The raid on the "Armando Diaz" School took place during the 27th G8 meeting in Genoa in 2001 in the district of Albaro, Genoa. The school building was the temporary headquarters of the Genoa Social Forum, led by Vittorio Agnoletto. A nearby building, housing the anti-globalization organization Indymedia and lawyers affiliated with the Genoa Social Forum, was also raided. On July 21, 2001, shortly before midnight, mobile divisions of the Polizia di Stato of Genoa, Rome and Milan attacked the buildings, with the operational support of some battalions of the Carabinieri.

The police indiscriminately attacked the building's occupants, resulting in the arrest of 93 peaceful protesters; 61 were seriously injured and were taken to hospital, three of them were in a critical condition and one in a coma. Prisoners taken to a temporary detention facility in Bolzaneto were tortured and humiliated before being released. The raid resulted in the trial of 125 policemen, including managers and supervisors, for what was termed a beating from "Mexican butchery" by the assistant chief Michelangelo Fournier. None of the accused police officers were punished due to delays in the investigation and incompleteness of Italian laws under which torture was not recognised as a crime in 2001.

Prior to the raid, there had been several clashes between demonstrators and security forces. Several protesters were sleeping in the school. The numbers and designation of the security forces involved in the raid are still unknown, as they wore ski masks to hide their identities. The Court of Appeal of Genoa stated that "346 policemen, in addition to 149 Carabinieri officers were involved in the raid of the school buildings."

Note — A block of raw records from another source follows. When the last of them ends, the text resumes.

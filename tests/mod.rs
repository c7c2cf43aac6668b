//! Test suite for XFCanvas
//!
//! This module organizes all tests

pub mod common;
pub mod integration;
pub mod property;
//! Shared Module
//!
//! Platform-agnostic types for the collaboration channel: the element model,
//! project documents with their tree operations, and the command codec.
//! Nothing in here performs I/O, so every type can be exercised directly in
//! unit and property tests.

/// Element model (ids, attribute values, patches)
pub mod element;

/// Project documents and element-tree operations
pub mod document;

/// Client command decoding and rejection frames
pub mod command;

/// Shared error types
pub mod error;

/// Re-export commonly used types for convenience
pub use element::{AttrValue, Element, ElementId, ElementPatch};
pub use document::Document;
pub use command::{Command, Rejection, RejectionKind};
pub use error::{CommandError, SharedError};
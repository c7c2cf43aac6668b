/**
 * Access Resolution
 *
 * Decides, once per incoming collaboration connection, which project the
 * connection targets and what it may do there.
 *
 * The path segment supplied at handshake time takes one of two forms:
 * - a purely numeric string: a direct project id, always with edit access
 * - anything else: a share token, verified and decoded into its claims
 */

use serde::{Deserialize, Serialize};

use crate::backend::auth::tokens::{ShareTokenKeys, TokenError};
use crate::backend::projects::ProjectId;

/// What a connection may do
#[derive(Debug, Clone, Copy, PartialEq, Eq, Serialize, Deserialize)]
#[serde(rename_all = "lowercase")]
pub enum Capability {
    Read,
    Edit,
}

impl Capability {
    pub fn can_edit(self) -> bool {
        matches!(self, Self::Edit)
    }
}

/// Outcome of access resolution
#[derive(Debug, Clone, Copy, PartialEq, Eq)]
pub struct AccessGrant {
    pub project_id: ProjectId,
    pub capability: Capability,
    /// Issuer of the share token; `None` on the direct path
    pub user_id: Option<i64>,
}

/// Resolve a handshake target into a project and capability
pub fn resolve_access(target: &str, keys: &ShareTokenKeys) -> Result<AccessGrant, TokenError> {
    if let Some(project_id) = parse_project_id(target) {
        tracing::debug!("[Access] Direct access to project {}", project_id);
        return Ok(AccessGrant {
            project_id,
            capability: Capability::Edit,
            user_id: None,
        });
    }

    let claims = keys.decode(target).map_err(|e| {
        tracing::warn!("[Access] Rejected share token: {}", e);
        e
    })?;

    tracing::debug!(
        "[Access] Share token for project {} ({:?}) issued by user {}",
        claims.project_id,
        claims.capability,
        claims.user_id
    );
    Ok(AccessGrant {
        project_id: claims.project_id,
        capability: claims.capability,
        user_id: Some(claims.user_id),
    })
}

/// Digits only; signs, spaces and overflowing values are not project ids.
fn parse_project_id(target: &str) -> Option<ProjectId> {
    if target.is_empty() || !target.bytes().all(|b| b.is_ascii_digit()) {
        return None;
    }
    target.parse().ok()
}
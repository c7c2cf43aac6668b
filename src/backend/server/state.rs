/**
 * Application State Management
 *
 * This module defines the application state structure and implements
 * the necessary `FromRef` traits for Axum state extraction.
 *
 * # Architecture
 *
 * `AppState` holds:
 * - Collaboration state (connection registry, document hub)
 * - The project store
 * - The keys used to verify share tokens
 *
 * Every field is cheap to clone; clones share the same underlying state.
 */

use axum::extract::FromRef;
use std::sync::Arc;

use crate::backend::auth::ShareTokenKeys;
use crate::backend::collab::CollabState;
use crate::backend::projects::ProjectStore;
use crate::backend::server::config::ServerConfig;

/// Application state shared by all request handlers
#[derive(Clone)]
pub struct AppState {
    /// Registry and per-project documents for live sessions
    pub collab: CollabState,

    /// Persistence collaborator
    pub store: Arc<dyn ProjectStore>,

    /// Share token verification keys
    pub share_keys: ShareTokenKeys,
}

impl AppState {
    pub fn new(config: &ServerConfig, store: Arc<dyn ProjectStore>) -> Self {
        Self {
            collab: CollabState::new(store.clone(), config.peer_queue_capacity),
            store,
            share_keys: ShareTokenKeys::new(&config.share_token_secret),
        }
    }
}

impl FromRef<AppState> for CollabState {
    fn from_ref(app_state: &AppState) -> Self {
        app_state.collab.clone()
    }
}

impl FromRef<AppState> for Arc<dyn ProjectStore> {
    fn from_ref(app_state: &AppState) -> Self {
        app_state.store.clone()
    }
}

impl FromRef<AppState> for ShareTokenKeys {
    fn from_ref(app_state: &AppState) -> Self {
        app_state.share_keys.clone()
    }
}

The raid is the subject of the 2012 film Diaz – Don't Clean Up This Blood where the attack and subsequent torture of detainees is recreated. On April 7, 2015, the European Court of Human Rights ruled that Italy had violated the European Convention on Human Rights at the 2001 G8 and ordered compensation for a protester beaten by the police. Earlier, the Italian government compensated a British journalist who had been beaten by the police. Amnesty International defined the raid as "the most serious human rights suspension in Europe", after World War II.

==The raid==
The police raid on the school, which housed protesters linked to the Genoa Social Forum, took place a few minutes before midnight when most guests were already asleep. The raid was initiated by mobile police units from Rome, followed by more units from Genoa and Milan. Battalions of the Carabinieri did not actively participate in the raid, but limited themselves to surround the perimeter and areas adjacent to the school. Mark Covell, a British journalist, was the first person who met the police outside the building and was assaulted, leaving him in a coma. During the raid the police violently attacked those who were in the school, injuring 82 people out of a total of 93 arrested. Among the arrested, 63 were taken to hospital and 19 were taken to the police station of Bolzaneto. According to the reconstruction of events given in subsequent investigations, evidence was planted after the raid to justify the brutality of the raid. Senior police officers planted two Molotov cocktails recovered elsewhere in the school, delivered to them by General Valerio Donnini that afternoon. Police also planted construction tools, hammers and knives from a nearby construction site and claimed they belonged to anarchist groups housed in the building. A police officer, Massimo Nucera, showed a slash in his bulletproof vest, claiming he was knifed by a violent demonstrator. However, the knife was never identified. He was later convicted of forgery and defamation, and it was later revealed that he cut his own vest to claim resistors were violent, and thus justify the brutality of the raid.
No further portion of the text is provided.